▶ _EXERCISE OBJECTIVE_
Would you transcribe the records word for word, please?

Collected data:
━━━━━━━━━━━━━━━━━━━━━━━━━━━━━━

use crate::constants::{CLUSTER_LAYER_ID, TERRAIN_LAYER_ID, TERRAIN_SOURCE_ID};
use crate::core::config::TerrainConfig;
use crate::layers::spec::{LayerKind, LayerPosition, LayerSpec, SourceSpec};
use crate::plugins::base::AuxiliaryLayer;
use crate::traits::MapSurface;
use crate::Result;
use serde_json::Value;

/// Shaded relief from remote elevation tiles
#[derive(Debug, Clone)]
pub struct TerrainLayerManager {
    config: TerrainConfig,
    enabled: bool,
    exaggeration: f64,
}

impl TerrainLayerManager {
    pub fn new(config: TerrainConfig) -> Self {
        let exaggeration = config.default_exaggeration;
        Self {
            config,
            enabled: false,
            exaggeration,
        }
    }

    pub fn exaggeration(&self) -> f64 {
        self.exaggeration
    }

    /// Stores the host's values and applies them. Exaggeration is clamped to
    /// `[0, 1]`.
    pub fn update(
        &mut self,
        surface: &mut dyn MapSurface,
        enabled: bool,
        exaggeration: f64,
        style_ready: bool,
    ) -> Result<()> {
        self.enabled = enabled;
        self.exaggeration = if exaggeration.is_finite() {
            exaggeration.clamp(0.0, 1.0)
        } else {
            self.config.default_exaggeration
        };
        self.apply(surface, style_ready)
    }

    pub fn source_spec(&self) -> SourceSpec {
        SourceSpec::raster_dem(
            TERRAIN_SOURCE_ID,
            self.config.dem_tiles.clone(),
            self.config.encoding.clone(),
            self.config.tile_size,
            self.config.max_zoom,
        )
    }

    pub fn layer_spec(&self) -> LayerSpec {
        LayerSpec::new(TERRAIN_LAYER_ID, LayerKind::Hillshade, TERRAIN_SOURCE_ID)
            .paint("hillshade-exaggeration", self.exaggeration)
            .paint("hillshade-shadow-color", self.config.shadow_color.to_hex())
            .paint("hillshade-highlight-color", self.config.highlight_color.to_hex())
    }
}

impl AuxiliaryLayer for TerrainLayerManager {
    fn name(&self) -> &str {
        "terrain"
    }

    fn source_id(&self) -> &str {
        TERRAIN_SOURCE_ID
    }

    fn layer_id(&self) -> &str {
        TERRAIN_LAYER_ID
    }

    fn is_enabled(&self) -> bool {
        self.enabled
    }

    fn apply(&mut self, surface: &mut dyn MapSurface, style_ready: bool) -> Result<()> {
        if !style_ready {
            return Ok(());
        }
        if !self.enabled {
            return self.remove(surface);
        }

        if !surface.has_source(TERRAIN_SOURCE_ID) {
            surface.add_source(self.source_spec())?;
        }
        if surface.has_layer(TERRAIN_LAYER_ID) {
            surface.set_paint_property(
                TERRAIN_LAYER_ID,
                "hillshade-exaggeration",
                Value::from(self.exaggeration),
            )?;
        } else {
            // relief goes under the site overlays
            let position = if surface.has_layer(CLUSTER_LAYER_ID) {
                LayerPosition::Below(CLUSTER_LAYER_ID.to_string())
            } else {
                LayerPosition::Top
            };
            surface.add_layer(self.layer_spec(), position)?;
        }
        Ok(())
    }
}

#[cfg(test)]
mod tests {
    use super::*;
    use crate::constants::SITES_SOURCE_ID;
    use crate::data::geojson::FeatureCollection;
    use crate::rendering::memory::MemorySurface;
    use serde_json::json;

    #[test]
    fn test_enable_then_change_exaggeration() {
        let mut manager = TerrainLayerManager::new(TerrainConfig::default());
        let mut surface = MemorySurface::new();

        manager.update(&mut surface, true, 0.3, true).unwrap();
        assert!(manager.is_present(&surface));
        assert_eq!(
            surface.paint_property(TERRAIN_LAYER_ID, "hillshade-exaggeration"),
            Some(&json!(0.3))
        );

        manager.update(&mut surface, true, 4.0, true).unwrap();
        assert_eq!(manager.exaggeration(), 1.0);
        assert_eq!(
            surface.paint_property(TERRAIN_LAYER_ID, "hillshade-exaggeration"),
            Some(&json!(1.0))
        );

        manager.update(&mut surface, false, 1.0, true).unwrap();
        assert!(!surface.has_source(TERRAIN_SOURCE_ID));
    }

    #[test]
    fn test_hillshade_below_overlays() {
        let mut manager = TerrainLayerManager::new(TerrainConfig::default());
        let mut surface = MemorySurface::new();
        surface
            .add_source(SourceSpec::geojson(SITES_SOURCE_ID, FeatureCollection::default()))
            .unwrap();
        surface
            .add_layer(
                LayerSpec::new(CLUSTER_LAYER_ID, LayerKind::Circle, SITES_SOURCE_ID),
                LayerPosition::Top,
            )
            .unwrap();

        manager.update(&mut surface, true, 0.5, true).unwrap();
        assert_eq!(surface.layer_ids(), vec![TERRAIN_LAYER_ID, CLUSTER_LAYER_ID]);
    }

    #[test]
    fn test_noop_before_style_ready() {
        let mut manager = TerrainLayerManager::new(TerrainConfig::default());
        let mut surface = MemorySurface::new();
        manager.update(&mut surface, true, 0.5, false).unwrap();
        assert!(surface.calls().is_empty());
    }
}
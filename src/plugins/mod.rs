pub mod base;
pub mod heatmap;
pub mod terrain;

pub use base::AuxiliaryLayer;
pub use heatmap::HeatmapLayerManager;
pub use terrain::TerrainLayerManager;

━━━━━━━━━━━━━━━━━━━━━━━━━━━━━━

▶ _FINAL ANSWER_
use crate::constants::{CLUSTER_LAYER_ID, TERRAIN_LAYER_ID, TERRAIN_SOURCE_ID};
use crate::core::config::TerrainConfig;
use crate::layers::spec::{LayerKind, LayerPosition, LayerSpec, SourceSpec};
use crate::plugins::base::AuxiliaryLayer;
use crate::traits::MapSurface;
use crate::Result;
use serde_json::Value;

/// Shaded relief from remote elevation tiles
#[derive(Debug, Clone)]
pub struct TerrainLayerManager {
    config: TerrainConfig,
    enabled: bool,
    exaggeration: f64,
}

impl TerrainLayerManager {
    pub fn new(config: TerrainConfig) -> Self {
        let exaggeration = config.default_exaggeration;
        Self {
            config,
            enabled: false,
            exaggeration,
        }
    }

    pub fn exaggeration(&self) -> f64 {
        self.exaggeration
    }

    /// Stores the host's values and applies them. Exaggeration is clamped to
    /// `[0, 1]`.
    pub fn update(
        &mut self,
        surface: &mut dyn MapSurface,
        enabled: bool,
        exaggeration: f64,
        style_ready: bool,
    ) -> Result<()> {
        self.enabled = enabled;
        self.exaggeration = if exaggeration.is_finite() {
            exaggeration.clamp(0.0, 1.0)
        } else {
            self.config.default_exaggeration
        };
        self.apply(surface, style_ready)
    }

    pub fn source_spec(&self) -> SourceSpec {
        SourceSpec::raster_dem(
            TERRAIN_SOURCE_ID,
            self.config.dem_tiles.clone(),
            self.config.encoding.clone(),
            self.config.tile_size,
            self.config.max_zoom,
        )
    }

    pub fn layer_spec(&self) -> LayerSpec {
        LayerSpec::new(TERRAIN_LAYER_ID, LayerKind::Hillshade, TERRAIN_SOURCE_ID)
            .paint("hillshade-exaggeration", self.exaggeration)
            .paint("hillshade-shadow-color", self.config.shadow_color.to_hex())
            .paint("hillshade-highlight-color", self.config.highlight_color.to_hex())
    }
}

impl AuxiliaryLayer for TerrainLayerManager {
    fn name(&self) -> &str {
        "terrain"
    }

    fn source_id(&self) -> &str {
        TERRAIN_SOURCE_ID
    }

    fn layer_id(&self) -> &str {
        TERRAIN_LAYER_ID
    }

    fn is_enabled(&self) -> bool {
        self.enabled
    }

    fn apply(&mut self, surface: &mut dyn MapSurface, style_ready: bool) -> Result<()> {
        if !style_ready {
            return Ok(());
        }
        if !self.enabled {
            return self.remove(surface);
        }

        if !surface.has_source(TERRAIN_SOURCE_ID) {
            surface.add_source(self.source_spec())?;
        }
        if surface.has_layer(TERRAIN_LAYER_ID) {
            surface.set_paint_property(
                TERRAIN_LAYER_ID,
                "hillshade-exaggeration",
                Value::from(self.exaggeration),
            )?;
        } else {
            // relief goes under the site overlays
            let position = if surface.has_layer(CLUSTER_LAYER_ID) {
                LayerPosition::Below(CLUSTER_LAYER_ID.to_string())
            } else {
                LayerPosition::Top
            };
            surface.add_layer(self.layer_spec(), position)?;
        }
        Ok(())
    }
}

#[cfg(test)]
mod tests {
    use super::*;
    use crate::constants::SITES_SOURCE_ID;
    use crate::data::geojson::FeatureCollection;
    use crate::rendering::memory::MemorySurface;
    use serde_json::json;

    #[test]
    fn test_enable_then_change_exaggeration() {
        let mut manager = TerrainLayerManager::new(TerrainConfig::default());
        let mut surface = MemorySurface::new();

        manager.update(&mut surface, true, 0.3, true).unwrap();
        assert!(manager.is_present(&surface));
        assert_eq!(
            surface.paint_property(TERRAIN_LAYER_ID, "hillshade-exaggeration"),
            Some(&json!(0.3))
        );

        manager.update(&mut surface, true, 4.0, true).unwrap();
        assert_eq!(manager.exaggeration(), 1.0);
        assert_eq!(
            surface.paint_property(TERRAIN_LAYER_ID, "hillshade-exaggeration"),
            Some(&json!(1.0))
        );

        manager.update(&mut surface, false, 1.0, true).unwrap();
        assert!(!surface.has_source(TERRAIN_SOURCE_ID));
    }

    #[test]
    fn test_hillshade_below_overlays() {
        let mut manager = TerrainLayerManager::new(TerrainConfig::default());
        let mut surface = MemorySurface::new();
        surface
            .add_source(SourceSpec::geojson(SITES_SOURCE_ID, FeatureCollection::default()))
            .unwrap();
        surface
            .add_layer(
                LayerSpec::new(CLUSTER_LAYER_ID, LayerKind::Circle, SITES_SOURCE_ID),
                LayerPosition::Top,
            )
            .unwrap();

        manager.update(&mut surface, true, 0.5, true).unwrap();
        assert_eq!(surface.layer_ids(), vec![TERRAIN_LAYER_ID, CLUSTER_LAYER_ID]);
    }

    #[test]
    fn test_noop_before_style_ready() {
        let mut manager = TerrainLayerManager::new(TerrainConfig::default());
        let mut surface = MemorySurface::new();
        manager.update(&mut surface, true, 0.5, false).unwrap();
        assert!(surface.calls().is_empty());
    }
}
filename src/plugins/mod.rs
pub mod base;
pub mod heatmap;
pub mod terrain;

pub use base::AuxiliaryLayer;
pub use heatmap::HeatmapLayerManager;
pub use terrain::TerrainLayerManager;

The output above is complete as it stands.